Она пригубила свой коньяк. Посмотрела мне прямо в глаза:
— Кто знает. Но доказательств у тебя никаких нет. Одна болтовня. Что, как ты думаешь, может сделать полиция?
— Посмотрим, — устало ответил я и поднялся, чтобы уйти. — Посмотрим.
Тесто
4 яйца
4 столовые ложки сахара
4 столовые ложки муки
Прослойка
125 г сахара
125 г очищенного миндаля
125 г масла
Глазурь
400 г взбитых сливок
175 г сахара
½ палочки ванилина
½ столовой ложки масла
Взбить до твердости белки, добавить сахар, желтки и муку. Смазать и обсыпать сухарями форму и поставить в духовку при 200° примерно на 25 минут. Затем остудить.
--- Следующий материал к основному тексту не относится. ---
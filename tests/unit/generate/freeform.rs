use std::sync::Mutex;

use async_trait::async_trait;

use super::*;
use crate::{
    generate::provider::{GeneratedVideo, ImageRequest, VideoRequest},
    model::outline::OutlineKind,
};

/// Replies with `reply`, or reports Anthropic as unconfigured when there is none.
struct Scripted {
    reply: Option<String>,
    seen: Mutex<Vec<TextRequest>>,
}

impl Scripted {
    fn new(reply: Option<&str>) -> Self {
        Self {
            reply: reply.map(str::to_string),
            seen: Mutex::new(Vec::new()),
        }
    }

    fn last(&self) -> TextRequest {
        self.seen.lock().unwrap().last().cloned().unwrap()
    }
}

#[async_trait]
impl GenerationProvider for Scripted {
    async fn generate_text(&self, req: &TextRequest) -> CarouselResult<String> {
        self.seen.lock().unwrap().push(req.clone());
        self.reply
            .clone()
            .ok_or_else(|| CarouselError::unavailable("anthropic"))
    }

    async fn generate_image(&self, _req: &ImageRequest) -> CarouselResult<Vec<u8>> {
        Err(CarouselError::provider("not scripted"))
    }

    async fn generate_video(&self, _req: &VideoRequest) -> CarouselResult<GeneratedVideo> {
        Err(CarouselError::provider("not scripted"))
    }
}

const OUTLINE: &str = r#"{
  "title": "Pressure is a privilege",
  "slides": [
    {"number": 1, "label": "Hook", "type": "photo", "headline": "Pressure is a privilege",
     "body": "Nerves mean it matters.", "highlight": "privilege", "sport": "tennis",
     "setting": "center court", "action": "serving", "mood": "focused"},
    {"number": "2", "label": "CTA", "type": "text", "microLabel": "TRAIN",
     "headline": "Download Athlete Mindset, link in bio", "body": ""}
  ]
}"#;

#[test]
fn slide_count_defaults_to_seven_and_clamps_to_twenty() {
    assert_eq!(slide_count(None), 7);
    assert_eq!(slide_count(Some(0)), 7);
    assert_eq!(slide_count(Some(1)), 1);
    assert_eq!(slide_count(Some(12)), 12);
    assert_eq!(slide_count(Some(500)), 20);
}

#[tokio::test]
async fn requested_count_is_clamped_in_the_request() {
    let brand = Brand::resolve(None);
    let provider = Scripted::new(Some(OUTLINE));

    freeform_carousel(&provider, TextModel::ClaudeHaiku, &brand, "pressure", Some(64))
        .await
        .unwrap();
    let req = provider.last();
    let system = req.system.as_deref().unwrap();
    assert!(system.contains("generate exactly 20 slides"));
    assert!(system.starts_with(&brand.system_prompt));
    assert!(system.contains(&format!("Use {} as default micro-label", brand.default_micro_label)));
    assert_eq!(req.max_tokens, 2048);
    assert_eq!(req.prompt, "pressure");

    freeform_carousel(&provider, TextModel::ClaudeHaiku, &brand, "pressure", None)
        .await
        .unwrap();
    assert!(provider.last().system.unwrap().contains("generate exactly 7 slides"));
}

#[tokio::test]
async fn fenced_reply_is_extracted_and_mapped_to_slides() {
    let brand = Brand::resolve(None);
    let fenced = format!("Here is your carousel:\n```json\n{OUTLINE}\n```\nEnjoy!");
    let provider = Scripted::new(Some(&fenced));

    let outline = freeform_carousel(&provider, TextModel::ClaudeHaiku, &brand, "nerves", Some(2))
        .await
        .unwrap();
    assert_eq!(outline.title, "Pressure is a privilege");
    assert_eq!(outline.slides.len(), 2);
    assert_eq!(outline.slides[0].kind, OutlineKind::Photo);
    assert_eq!(outline.slides[1].number, 2);

    let specs = outline.to_specs(&brand);
    let SlideSpec::Photo(hook) = &specs[0] else {
        panic!("expected a photo slide, got {:?}", specs[0]);
    };
    assert_eq!(hook.sport.as_deref(), Some("tennis"));
    assert_eq!(hook.copy.highlight_phrase.as_deref(), Some("privilege"));
    assert_eq!(hook.copy.micro_label, brand.default_micro_label);
    let SlideSpec::Text(cta) = &specs[1] else {
        panic!("expected a text slide, got {:?}", specs[1]);
    };
    assert_eq!(cta.copy.micro_label, "TRAIN");
    assert!(specs.iter().all(|s| s.validate().is_ok()));
}

#[test]
fn json_object_span_runs_first_brace_to_last() {
    assert_eq!(extract_json_object("```json\n{\"a\": {\"b\": 1}}\n```"), Some("{\"a\": {\"b\": 1}}"));
    assert_eq!(extract_json_object("no braces here"), None);
    assert_eq!(extract_json_object("} backwards {"), None);
}

#[tokio::test]
async fn unparseable_reply_is_a_provider_error() {
    let brand = Brand::resolve(None);
    let provider = Scripted::new(Some("Sorry, I can't help with { that."));

    let err = freeform_carousel(&provider, TextModel::ClaudeHaiku, &brand, "x", None)
        .await
        .unwrap_err();
    assert!(matches!(err, CarouselError::Provider(_)), "{err}");
    assert!(err.to_string().contains("parse"));

    let blank = Scripted::new(Some("   "));
    let err = freeform_carousel(&blank, TextModel::ClaudeHaiku, &brand, "x", None)
        .await
        .unwrap_err();
    assert!(matches!(err, CarouselError::Provider(_)), "{err}");
}

#[tokio::test]
async fn empty_brief_and_missing_provider_fail_cleanly() {
    let brand = Brand::resolve(None);
    let provider = Scripted::new(Some(OUTLINE));
    let err = freeform_carousel(&provider, TextModel::ClaudeHaiku, &brand, "  ", None)
        .await
        .unwrap_err();
    assert!(matches!(err, CarouselError::Validation(_)), "{err}");
    assert!(provider.seen.lock().unwrap().is_empty());

    let unconfigured = Scripted::new(None);
    let err = freeform_carousel(&unconfigured, TextModel::ClaudeHaiku, &brand, "x", None)
        .await
        .unwrap_err();
    assert!(matches!(err, CarouselError::ProviderUnavailable { provider: "anthropic" }));
}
Пока торт стоит в духовке, приготовить прослойку. Размешать очищенный и смолотый миндаль с сахаром и добавить в смесь размягченное масло. Довести до состояния крема. Когда торт остынет, разрезать его на две равные части. Между ними проложить прослойку и опять сложить вместе.
Глазурь готовится в кастрюле с толстым дном, где все, кроме масла, смешать и варить помешивая. Когда глазурь достаточно густа, частью ее облить торт. В оставшуюся часть добавить масло и вновь подогреть. Затем вылить глазурь на торт так, чтобы, стекая, она его полностью закрыла (утопила). Торт хорошо подавать с орешками.